A Billion Rows per Second: Metaprogramming Python for Big Data [video]

pjvds · on Sept 27, 2013

My takeaway is, that the reason that this is possible is that they care about data structure. A language can give you an order of magnitude performance, but - according to Ville - you can almost get infinitive improvement if you rethink the algorithms and data structure.

mathattack · on Sept 27, 2013

Structure of the database matters a lot. Going column-oriented [1] will improve performance dramatically before you scale up the processing power.

[1] http://en.wikipedia.org/wiki/Column-oriented_DBMS

iskander · on Sept 27, 2013

Cool use of Numba. Does anyone know if there's more information available about their query language and what kinds of Python expressions they dynamically generate?

lcampbell · on Sept 27, 2013

From my understanding of the video, the queries are generated by the analysts via a frontend-generated or hand-written SQL query. The SQL query is parsed by PostgreSQL which forwards it via FDW[1] to Multicorn[2]. Their custom data storage and processing backend implements the API expected by Multicorn (e.g., you implement the multicorn.ForeignDataWrapper interface); this is where they transform from the parsed, serialized SQL into their custom DSL (the metaprogramming bit) which compiles to LLVM.

--

[1] http://wiki.postgresql.org/wiki/Foreign_data_wrappers

[2] http://multicorn.org/

dialtone · on Sept 27, 2013

Yeah, that's pretty much how it works. The frontend is anything that supports PostgreSQL as a database. Right now we use Tableau but we also used to have a custom WebUI on top of this service, it was very functional-inspired.

Unfortunately Ville is on vacation right now, otherwise he'd be glad to dive more into the details of how that piece worked.

vtuulos · on Sept 28, 2013

Author here: Fortunately HN works even in the Finnish countryside. I am happy to answer any questions.

iskander · on Sept 30, 2013

Any interest in also trying Parakeet (https://github.com/iskandr/parakeet) for the backend? I'm curious to see how the performance would compare with Numba. I also have a semi-usable Builder API which constructs typed functions at a higher-level than llvmpy.

dev360 · on Sept 28, 2013

Very inspiring talk! Is it possible to deal with continuous data in those matrices or is it more oriented around discrete values?

vtuulos · on Sept 28, 2013

Thanks! Our approach supports both discrete and continuous values. It is mainly optimized for the use case where you want to aggregate continuous variables over discrete filters.

iskander · on Sept 27, 2013

Why did you guys choose to compile through Numba rather than directly to LLVM or C?

vtuulos · on Sept 28, 2013

Numba was just the fastest way to get it working. LLVM(py) is very low-level. C is still an option but Numba made interfacing with a no-brainer.

vtuulos · on Sept 28, 2013

Sorry, not yet.

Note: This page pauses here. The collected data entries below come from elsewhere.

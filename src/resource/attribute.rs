//! Attribute and calculation descriptors
//!
//! Descriptors are immutable metadata sourced from the resource definition.
//! The pipeline reads them; it never mutates them.

use serde::{Deserialize, Serialize};

use super::types::{AttributeType, Constraints};

/// A declared attribute on a resource
#[derive(Debug, Clone, PartialEq, Serialize, Deserialize)]
pub struct Attribute {
    /// Field name
    pub name: String,
    /// Declared runtime type
    #[serde(flatten)]
    pub attr_type: AttributeType,
    /// Type constraints
    #[serde(default)]
    pub constraints: Constraints,
    /// Always carried on returned records, selection cannot blank it
    #[serde(default)]
    pub always_select: bool,
    /// Part of the resource's primary key
    #[serde(default)]
    pub primary_key: bool,
}

impl Attribute {
    /// Create an attribute of the given type with default constraints
    pub fn new(name: impl Into<String>, attr_type: AttributeType) -> Self {
        Self {
            name: name.into(),
            attr_type,
            constraints: Constraints::default(),
            always_select: false,
            primary_key: false,
        }
    }

    /// Set type constraints
    pub fn with_constraints(mut self, constraints: Constraints) -> Self {
        self.constraints = constraints;
        self
    }

    /// Mark the attribute as always selected
    pub fn always_selected(mut self) -> Self {
        self.always_select = true;
        self
    }

    /// Mark the attribute as part of the primary key
    pub fn as_primary_key(mut self) -> Self {
        self.primary_key = true;
        self
    }

    /// Whether the storage layer returns this attribute in runtime form
    pub fn is_storage_native(&self) -> bool {
        self.attr_type.is_storage_native(&self.constraints)
    }
}

/// A declared calculation on a resource.
///
/// Calculations produce derived values during an action. Their raw output
/// lands in the record's `calculations` sub-map under the calculation's own
/// name, unless `load` redirects it into a top-level record field.
#[derive(Debug, Clone, PartialEq, Serialize, Deserialize)]
pub struct Calculation {
    /// Calculation name
    pub name: String,
    /// Declared output type
    #[serde(flatten)]
    pub calc_type: AttributeType,
    /// Type constraints
    #[serde(default)]
    pub constraints: Constraints,
    /// Top-level record field the raw output was materialized under, if any
    #[serde(default, skip_serializing_if = "Option::is_none")]
    pub load: Option<String>,
}

impl Calculation {
    /// Create a calculation of the given output type
    pub fn new(name: impl Into<String>, calc_type: AttributeType) -> Self {
        Self {
            name: name.into(),
            calc_type,
            constraints: Constraints::default(),
            load: None,
        }
    }

    /// Set type constraints
    pub fn with_constraints(mut self, constraints: Constraints) -> Self {
        self.constraints = constraints;
        self
    }

    /// Redirect the raw output into a top-level record field
    pub fn loaded_as(mut self, field: impl Into<String>) -> Self {
        self.load = Some(field.into());
        self
    }

    /// Whether the storage layer returns this output in runtime form
    pub fn is_storage_native(&self) -> bool {
        self.calc_type.is_storage_native(&self.constraints)
    }
}
//! Tracing seam for the action pipeline
//!
//! The pipeline does not trace anything itself; it resolves which tracer an
//! action should carry and hands it downstream. A process-wide default can
//! be configured once and acts as the fallback of last resort during option
//! resolution.

use std::fmt;
use std::sync::{Arc, OnceLock};

use super::logger;

/// A tracer observes the lifecycle of an action.
///
/// Implementations must be cheap to clone behind `Arc` and safe to call from
/// any task.
pub trait Tracer: fmt::Debug + Send + Sync {
    /// An action span has started
    fn start_span(&self, kind: &str, name: &str);

    /// The current action span has finished
    fn stop_span(&self);

    /// The current action span failed
    fn set_error(&self, message: &str);
}

/// Tracer that emits structured log events for every span transition
#[derive(Debug, Default, Clone)]
pub struct LogTracer;

impl LogTracer {
    /// Create a log-backed tracer
    pub fn new() -> Self {
        Self
    }
}

impl Tracer for LogTracer {
    fn start_span(&self, kind: &str, name: &str) {
        logger::trace("SPAN_BEGIN", &[("kind", kind), ("name", name)]);
    }

    fn stop_span(&self) {
        logger::trace("SPAN_COMPLETE", &[]);
    }

    fn set_error(&self, message: &str) {
        logger::error("SPAN_FAILED", &[("reason", message)]);
    }
}

/// Process-wide default tracer, configured once at startup
static DEFAULT_TRACER: OnceLock<Arc<dyn Tracer>> = OnceLock::new();

/// Configure the process-wide default tracer.
///
/// Returns false if a default was already configured; the first
/// configuration wins and later calls are ignored.
pub fn set_default_tracer(tracer: Arc<dyn Tracer>) -> bool {
    DEFAULT_TRACER.set(tracer).is_ok()
}

/// The process-wide default tracer, if one was configured
pub fn default_tracer() -> Option<Arc<dyn Tracer>> {
    DEFAULT_TRACER.get().cloned()
}
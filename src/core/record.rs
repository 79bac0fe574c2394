//! Result records
//!
//! A record is what the storage engine hands back for one row of a result:
//! a field map, a sub-map of calculation outputs, and metadata the pipeline
//! stamps on the way out. The caster and selector transform records
//! copy-on-write; nothing here is retained across calls.

use std::collections::BTreeMap;

use serde::{Deserialize, Serialize};

use crate::core::value::Value;

/// One record in an action result
#[derive(Debug, Clone, PartialEq, Serialize, Deserialize)]
pub struct Record {
    /// Name of the resource the record belongs to
    resource: String,
    /// Attribute values by field name
    fields: BTreeMap<String, Value>,
    /// Calculation outputs by calculation name
    #[serde(default)]
    calculations: BTreeMap<String, Value>,
    /// Pipeline-stamped metadata
    #[serde(default)]
    metadata: RecordMetadata,
}

/// Metadata stamped onto a record by the pipeline
#[derive(Debug, Clone, Default, PartialEq, Serialize, Deserialize)]
pub struct RecordMetadata {
    /// Fields the caller actually selected; None when selection was not
    /// applied
    #[serde(default, skip_serializing_if = "Option::is_none")]
    pub selected: Option<Vec<String>>,
}

impl Record {
    /// Create an empty record for a resource
    pub fn new(resource: impl Into<String>) -> Self {
        Self {
            resource: resource.into(),
            fields: BTreeMap::new(),
            calculations: BTreeMap::new(),
            metadata: RecordMetadata::default(),
        }
    }

    /// Add a field value
    pub fn with_field(mut self, name: impl Into<String>, value: impl Into<Value>) -> Self {
        self.fields.insert(name.into(), value.into());
        self
    }

    /// Add a calculation output
    pub fn with_calculation(mut self, name: impl Into<String>, value: impl Into<Value>) -> Self {
        self.calculations.insert(name.into(), value.into());
        self
    }

    /// Returns the resource name
    pub fn resource(&self) -> &str {
        &self.resource
    }

    /// Get a field value
    pub fn get(&self, name: &str) -> Option<&Value> {
        self.fields.get(name)
    }

    /// Set a field value
    pub fn put(&mut self, name: impl Into<String>, value: impl Into<Value>) {
        self.fields.insert(name.into(), value.into());
    }

    /// Remove and return a field value
    pub fn remove_field(&mut self, name: &str) -> Option<Value> {
        self.fields.remove(name)
    }

    /// Get a calculation output
    pub fn calculation(&self, name: &str) -> Option<&Value> {
        self.calculations.get(name)
    }

    /// Set a calculation output
    pub fn put_calculation(&mut self, name: impl Into<String>, value: impl Into<Value>) {
        self.calculations.insert(name.into(), value.into());
    }

    /// Remove and return a calculation output
    pub fn remove_calculation(&mut self, name: &str) -> Option<Value> {
        self.calculations.remove(name)
    }

    /// Field names present on the record
    pub fn field_names(&self) -> impl Iterator<Item = &str> {
        self.fields.keys().map(String::as_str)
    }

    /// Returns the record metadata
    pub fn metadata(&self) -> &RecordMetadata {
        &self.metadata
    }

    /// Stamp the selected field set
    pub fn set_selected(&mut self, selected: Vec<String>) {
        self.metadata.selected = Some(selected);
    }
}
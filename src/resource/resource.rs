//! Resource definitions
//!
//! A resource is the schema an action runs against: a named, ordered set of
//! attribute and calculation descriptors. Definitions are built once and
//! shared behind `Arc`; the pipeline only ever reads them.

use serde::{Deserialize, Serialize};

use super::attribute::{Attribute, Calculation};
use super::errors::{ResourceError, ResourceResult};

/// A resource definition
#[derive(Debug, Clone, PartialEq, Serialize, Deserialize)]
pub struct ResourceInfo {
    /// Unique resource name
    name: String,
    /// Attribute descriptors, in declaration order
    attributes: Vec<Attribute>,
    /// Calculation descriptors, in declaration order
    #[serde(default)]
    calculations: Vec<Calculation>,
}

impl ResourceInfo {
    /// Create an empty resource definition
    pub fn new(name: impl Into<String>) -> Self {
        Self {
            name: name.into(),
            attributes: Vec::new(),
            calculations: Vec::new(),
        }
    }

    /// Add an attribute
    pub fn with_attribute(mut self, attribute: Attribute) -> Self {
        self.attributes.push(attribute);
        self
    }

    /// Add a calculation
    pub fn with_calculation(mut self, calculation: Calculation) -> Self {
        self.calculations.push(calculation);
        self
    }

    /// Returns the resource name
    pub fn name(&self) -> &str {
        &self.name
    }

    /// Returns all attributes in declaration order
    pub fn attributes(&self) -> &[Attribute] {
        &self.attributes
    }

    /// Look up an attribute by name
    pub fn attribute(&self, name: &str) -> Option<&Attribute> {
        self.attributes.iter().find(|a| a.name == name)
    }

    /// Returns all calculations in declaration order
    pub fn calculations(&self) -> &[Calculation] {
        &self.calculations
    }

    /// Look up a calculation by name
    pub fn calculation(&self, name: &str) -> Option<&Calculation> {
        self.calculations.iter().find(|c| c.name == name)
    }

    /// Names of the primary key attributes, in declaration order
    pub fn primary_key(&self) -> Vec<&str> {
        self.attributes
            .iter()
            .filter(|a| a.primary_key)
            .map(|a| a.name.as_str())
            .collect()
    }

    /// Validates the definition itself (not a record).
    ///
    /// # Errors
    ///
    /// Returns `ResourceError` if the resource declares no primary key or
    /// declares the same attribute name twice.
    pub fn validate_structure(&self) -> ResourceResult<()> {
        if !self.attributes.iter().any(|a| a.primary_key) {
            return Err(ResourceError::MissingPrimaryKey(self.name.clone()));
        }

        for (i, attr) in self.attributes.iter().enumerate() {
            if self.attributes[..i].iter().any(|a| a.name == attr.name) {
                return Err(ResourceError::DuplicateAttribute {
                    resource: self.name.clone(),
                    name: attr.name.clone(),
                });
            }
        }

        Ok(())
    }
}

I hope to be able to make more information available soon.

The query language is very straightforward. More interestingly, this approach makes it easy to implement various algorithms for machine learning / data mining, at least compared to MapReduce.

rtkwe · on Sept 27, 2013

So in essence they do tons of pre-processing on their data. I wonder how long the pre-processing takes compared to the amount of speed gains it produced for them.

dialtone · on Sept 27, 2013

Doesn't take so long actually, takes about 1 hour per day of data and every day we process about 10TB of uncompressed log files. The result of this can be stored and reused as many times as you need.

aborochoff · on Sept 28, 2013

Interesting, you're processing ~500GB (10TB / 24 hour) of uncompressed loglines in 1 hour? Is the set up the same as the presentation?

lmm · on Sept 27, 2013

How does this compare to something like spark/shark?